*What the exercise asks*
Every record must be restated exactly as written.

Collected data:
_ _ _ _ _

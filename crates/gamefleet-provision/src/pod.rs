//! Pod specification builder for Kubernetes.
//!
//! This module provides helpers to construct Kubernetes pod specs for game
//! server pods with all necessary configuration.

use gamefleet_core::InstanceId;
use k8s_openapi::api::core::v1::{
    Container, ContainerPort, EnvVar, HTTPGetAction, Pod, PodSpec, Probe, ResourceRequirements,
};
use k8s_openapi::apimachinery::pkg::api::resource::Quantity;
use k8s_openapi::apimachinery::pkg::util::intstr::IntOrString;
use kube::api::ObjectMeta;
use std::collections::BTreeMap;

use crate::ProvisionerConfig;

/// Label identifying game server pods managed by this fleet controller.
pub const APP_LABEL: &str = "game-server";

/// Label key carrying the fleet's instance class.
pub const INSTANCE_CLASS_LABEL: &str = "gamefleet.io/instance-class";

/// Build a Kubernetes pod spec for a game server instance.
///
/// This creates a complete pod specification including:
/// - Fleet membership labels used for registry rebuild at startup
/// - Resource requests and limits
/// - Environment variables for instance configuration
/// - A readiness probe against the game server's health endpoint
#[must_use]
pub fn build_pod(instance_id: &InstanceId, config: &ProvisionerConfig) -> Pod {
    Pod {
        metadata: build_metadata(instance_id, config),
        spec: Some(build_pod_spec(instance_id, config)),
        ..Default::default()
    }
}

/// Generate a fresh pod name for a new instance.
///
/// The name doubles as the instance identifier; it must be unique per create.
#[must_use]
pub fn generate_instance_name() -> InstanceId {
    InstanceId::new(format!("gs-{}", uuid::Uuid::new_v4().simple()))
}

fn build_metadata(instance_id: &InstanceId, config: &ProvisionerConfig) -> ObjectMeta {
    let mut labels = BTreeMap::new();
    labels.insert("app".to_string(), APP_LABEL.to_string());
    labels.insert(
        INSTANCE_CLASS_LABEL.to_string(),
        config.instance_class.clone(),
    );

    let mut annotations = BTreeMap::new();
    annotations.insert(
        "gamefleet.io/created-at".to_string(),
        chrono::Utc::now().to_rfc3339(),
    );

    ObjectMeta {
        name: Some(instance_id.as_str().to_string()),
        namespace: Some(config.namespace.clone()),
        labels: Some(labels),
        annotations: Some(annotations),
        ..Default::default()
    }
}

fn build_pod_spec(instance_id: &InstanceId, config: &ProvisionerConfig) -> PodSpec {
    PodSpec {
        containers: vec![build_container(instance_id, config)],
        restart_policy: Some("Never".to_string()),
        termination_grace_period_seconds: Some(30),
        ..Default::default()
    }
}

fn build_container(instance_id: &InstanceId, config: &ProvisionerConfig) -> Container {
    let port = i32::from(config.game_port);

    Container {
        name: "game-server".to_string(),
        image: Some(config.image.clone()),
        ports: Some(vec![ContainerPort {
            container_port: port,
            name: Some("game".to_string()),
            ..Default::default()
        }]),
        env: Some(build_env_vars(instance_id, config)),
        resources: Some(build_resources(config)),
        readiness_probe: Some(build_readiness_probe(port)),
        ..Default::default()
    }
}

fn build_env_vars(instance_id: &InstanceId, config: &ProvisionerConfig) -> Vec<EnvVar> {
    vec![
        EnvVar {
            name: "INSTANCE_ID".to_string(),
            value: Some(instance_id.as_str().to_string()),
            ..Default::default()
        },
        EnvVar {
            name: "GAME_LISTEN_ADDR".to_string(),
            value: Some(format!("0.0.0.0:{}", config.game_port)),
            ..Default::default()
        },
    ]
}

fn build_resources(config: &ProvisionerConfig) -> ResourceRequirements {
    let cpu = Quantity(format!("{}m", config.cpu_millicores));
    let memory = Quantity(format!("{}Mi", config.memory_mb));

    let mut requests = BTreeMap::new();
    requests.insert("cpu".to_string(), cpu.clone());
    requests.insert("memory".to_string(), memory.clone());

    let mut limits = BTreeMap::new();
    limits.insert("cpu".to_string(), cpu);
    limits.insert("memory".to_string(), memory);

    ResourceRequirements {
        requests: Some(requests),
        limits: Some(limits),
        ..Default::default()
    }
}

fn build_readiness_probe(port: i32) -> Probe {
    Probe {
        http_get: Some(HTTPGetAction {
            path: Some("/health/".to_string()),
            port: IntOrString::Int(port),
            ..Default::default()
        }),
        initial_delay_seconds: Some(5),
        period_seconds: Some(10),
        timeout_seconds: Some(5),
        failure_threshold: Some(3),
        ..Default::default()
    }
}

#[cfg(test)]
mod tests {
    use super::*;

    #[test]
    fn instance_name_format() {
        let id = generate_instance_name();
        assert!(id.as_str().starts_with("gs-"));
        assert_eq!(id.as_str().len(), 3 + 32); // "gs-" + simple uuid

        let other = generate_instance_name();
        assert_ne!(id, other);
    }

    #[test]
    fn build_pod_has_required_fields() {
        let id = InstanceId::new("gs-test");
        let config = ProvisionerConfig::default();

        let pod = build_pod(&id, &config);

        // Metadata
        let meta = &pod.metadata;
        assert_eq!(meta.name.as_deref(), Some("gs-test"));
        assert_eq!(meta.namespace.as_deref(), Some("game-servers"));

        let labels = meta.labels.as_ref().unwrap();
        assert_eq!(labels.get("app"), Some(&APP_LABEL.to_string()));
        assert_eq!(
            labels.get(INSTANCE_CLASS_LABEL),
            Some(&"default".to_string())
        );

        // Spec
        let pod_spec = pod.spec.as_ref().unwrap();
        assert_eq!(pod_spec.restart_policy.as_deref(), Some("Never"));
        assert_eq!(pod_spec.termination_grace_period_seconds, Some(30));

        // Container
        let container = &pod_spec.containers[0];
        assert_eq!(container.name, "game-server");
        assert!(container.image.is_some());
        assert!(container.resources.is_some());
        assert!(container.readiness_probe.is_some());

        let ports = container.ports.as_ref().unwrap();
        assert_eq!(ports[0].container_port, 7777);

        let env = container.env.as_ref().unwrap();
        let env_names: Vec<_> = env.iter().map(|e| e.name.as_str()).collect();
        assert!(env_names.contains(&"INSTANCE_ID"));
        assert!(env_names.contains(&"GAME_LISTEN_ADDR"));
    }

    #[test]
    fn build_pod_uses_config_resources() {
        let id = InstanceId::new("gs-test");
        let config = ProvisionerConfig {
            cpu_millicores: 2000,
            memory_mb: 4096,
            ..Default::default()
        };

        let pod = build_pod(&id, &config);
        let container = &pod.spec.as_ref().unwrap().containers[0];
        let resources = container.resources.as_ref().unwrap();

        let requests = resources.requests.as_ref().unwrap();
        assert_eq!(requests.get("cpu"), Some(&Quantity("2000m".to_string())));
        assert_eq!(
            requests.get("memory"),
            Some(&Quantity("4096Mi".to_string()))
        );
    }

    #[test]
    fn readiness_probe_targets_health_endpoint() {
        let id = InstanceId::new("gs-test");
        let config = ProvisionerConfig::default();

        let pod = build_pod(&id, &config);
        let probe = pod.spec.as_ref().unwrap().containers[0]
            .readiness_probe
            .as_ref()
            .unwrap();
        let http_get = probe.http_get.as_ref().unwrap();

        assert_eq!(http_get.path.as_deref(), Some("/health/"));
        assert_eq!(http_get.port, IntOrString::Int(7777));
    }
}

_ _ _ _ _

*Reply to the exercise*
filename crates/gamefleet-provision/src/pod.rs
//! Pod specification builder for Kubernetes.
//!
//! This module provides helpers to construct Kubernetes pod specs for game
//! server pods with all necessary configuration.

use gamefleet_core::InstanceId;
use k8s_openapi::api::core::v1::{
    Container, ContainerPort, EnvVar, HTTPGetAction, Pod, PodSpec, Probe, ResourceRequirements,
};
use k8s_openapi::apimachinery::pkg::api::resource::Quantity;
use k8s_openapi::apimachinery::pkg::util::intstr::IntOrString;
use kube::api::ObjectMeta;
use std::collections::BTreeMap;

use crate::ProvisionerConfig;

/// Label identifying game server pods managed by this fleet controller.
pub const APP_LABEL: &str = "game-server";

/// Label key carrying the fleet's instance class.
pub const INSTANCE_CLASS_LABEL: &str = "gamefleet.io/instance-class";

/// Build a Kubernetes pod spec for a game server instance.
///
/// This creates a complete pod specification including:
/// - Fleet membership labels used for registry rebuild at startup
/// - Resource requests and limits
/// - Environment variables for instance configuration
/// - A readiness probe against the game server's health endpoint
#[must_use]
pub fn build_pod(instance_id: &InstanceId, config: &ProvisionerConfig) -> Pod {
    Pod {
        metadata: build_metadata(instance_id, config),
        spec: Some(build_pod_spec(instance_id, config)),
        ..Default::default()
    }
}

/// Generate a fresh pod name for a new instance.
///
/// The name doubles as the instance identifier; it must be unique per create.
#[must_use]
pub fn generate_instance_name() -> InstanceId {
    InstanceId::new(format!("gs-{}", uuid::Uuid::new_v4().simple()))
}

fn build_metadata(instance_id: &InstanceId, config: &ProvisionerConfig) -> ObjectMeta {
    let mut labels = BTreeMap::new();
    labels.insert("app".to_string(), APP_LABEL.to_string());
    labels.insert(
        INSTANCE_CLASS_LABEL.to_string(),
        config.instance_class.clone(),
    );

    let mut annotations = BTreeMap::new();
    annotations.insert(
        "gamefleet.io/created-at".to_string(),
        chrono::Utc::now().to_rfc3339(),
    );

    ObjectMeta {
        name: Some(instance_id.as_str().to_string()),
        namespace: Some(config.namespace.clone()),
        labels: Some(labels),
        annotations: Some(annotations),
        ..Default::default()
    }
}

fn build_pod_spec(instance_id: &InstanceId, config: &ProvisionerConfig) -> PodSpec {
    PodSpec {
        containers: vec![build_container(instance_id, config)],
        restart_policy: Some("Never".to_string()),
        termination_grace_period_seconds: Some(30),
        ..Default::default()
    }
}

fn build_container(instance_id: &InstanceId, config: &ProvisionerConfig) -> Container {
    let port = i32::from(config.game_port);

    Container {
        name: "game-server".to_string(),
        image: Some(config.image.clone()),
        ports: Some(vec![ContainerPort {
            container_port: port,
            name: Some("game".to_string()),
            ..Default::default()
        }]),
        env: Some(build_env_vars(instance_id, config)),
        resources: Some(build_resources(config)),
        readiness_probe: Some(build_readiness_probe(port)),
        ..Default::default()
    }
}

fn build_env_vars(instance_id: &InstanceId, config: &ProvisionerConfig) -> Vec<EnvVar> {
    vec![
        EnvVar {
            name: "INSTANCE_ID".to_string(),
            value: Some(instance_id.as_str().to_string()),
            ..Default::default()
        },
        EnvVar {
            name: "GAME_LISTEN_ADDR".to_string(),
            value: Some(format!("0.0.0.0:{}", config.game_port)),
            ..Default::default()
        },
    ]
}

fn build_resources(config: &ProvisionerConfig) -> ResourceRequirements {
    let cpu = Quantity(format!("{}m", config.cpu_millicores));
    let memory = Quantity(format!("{}Mi", config.memory_mb));

    let mut requests = BTreeMap::new();
    requests.insert("cpu".to_string(), cpu.clone());
    requests.insert("memory".to_string(), memory.clone());

    let mut limits = BTreeMap::new();
    limits.insert("cpu".to_string(), cpu);
    limits.insert("memory".to_string(), memory);

    ResourceRequirements {
        requests: Some(requests),
        limits: Some(limits),
        ..Default::default()
    }
}

fn build_readiness_probe(port: i32) -> Probe {
    Probe {
        http_get: Some(HTTPGetAction {
            path: Some("/health/".to_string()),
            port: IntOrString::Int(port),
            ..Default::default()
        }),
        initial_delay_seconds: Some(5),
        period_seconds: Some(10),
        timeout_seconds: Some(5),
        failure_threshold: Some(3),
        ..Default::default()
    }
}

#[cfg(test)]
mod tests {
    use super::*;

    #[test]
    fn instance_name_format() {
        let id = generate_instance_name();
        assert!(id.as_str().starts_with("gs-"));
        assert_eq!(id.as_str().len(), 3 + 32); // "gs-" + simple uuid

        let other = generate_instance_name();
        assert_ne!(id, other);
    }

    #[test]
    fn build_pod_has_required_fields() {
        let id = InstanceId::new("gs-test");
        let config = ProvisionerConfig::default();

        let pod = build_pod(&id, &config);

        // Metadata
        let meta = &pod.metadata;
        assert_eq!(meta.name.as_deref(), Some("gs-test"));
        assert_eq!(meta.namespace.as_deref(), Some("game-servers"));

        let labels = meta.labels.as_ref().unwrap();
        assert_eq!(labels.get("app"), Some(&APP_LABEL.to_string()));
        assert_eq!(
            labels.get(INSTANCE_CLASS_LABEL),
            Some(&"default".to_string())
        );

        // Spec
        let pod_spec = pod.spec.as_ref().unwrap();
        assert_eq!(pod_spec.restart_policy.as_deref(), Some("Never"));
        assert_eq!(pod_spec.termination_grace_period_seconds, Some(30));

        // Container
        let container = &pod_spec.containers[0];
        assert_eq!(container.name, "game-server");
        assert!(container.image.is_some());
        assert!(container.resources.is_some());
        assert!(container.readiness_probe.is_some());

        let ports = container.ports.as_ref().unwrap();
        assert_eq!(ports[0].container_port, 7777);

        let env = container.env.as_ref().unwrap();
        let env_names: Vec<_> = env.iter().map(|e| e.name.as_str()).collect();
        assert!(env_names.contains(&"INSTANCE_ID"));
        assert!(env_names.contains(&"GAME_LISTEN_ADDR"));
    }

    #[test]
    fn build_pod_uses_config_resources() {
        let id = InstanceId::new("gs-test");
        let config = ProvisionerConfig {
            cpu_millicores: 2000,
            memory_mb: 4096,
            ..Default::default()
        };

        let pod = build_pod(&id, &config);
        let container = &pod.spec.as_ref().unwrap().containers[0];
        let resources = container.resources.as_ref().unwrap();

        let requests = resources.requests.as_ref().unwrap();
        assert_eq!(requests.get("cpu"), Some(&Quantity("2000m".to_string())));
        assert_eq!(
            requests.get("memory"),
            Some(&Quantity("4096Mi".to_string()))
        );
    }

    #[test]
    fn readiness_probe_targets_health_endpoint() {
        let id = InstanceId::new("gs-test");
        let config = ProvisionerConfig::default();

        let pod = build_pod(&id, &config);
        let probe = pod.spec.as_ref().unwrap().containers[0]
            .readiness_probe
            .as_ref()
            .unwrap();
        let http_get = probe.http_get.as_ref().unwrap();

        assert_eq!(http_get.path.as_deref(), Some("/health/"));
        assert_eq!(http_get.port, IntOrString::Int(7777));
    }
}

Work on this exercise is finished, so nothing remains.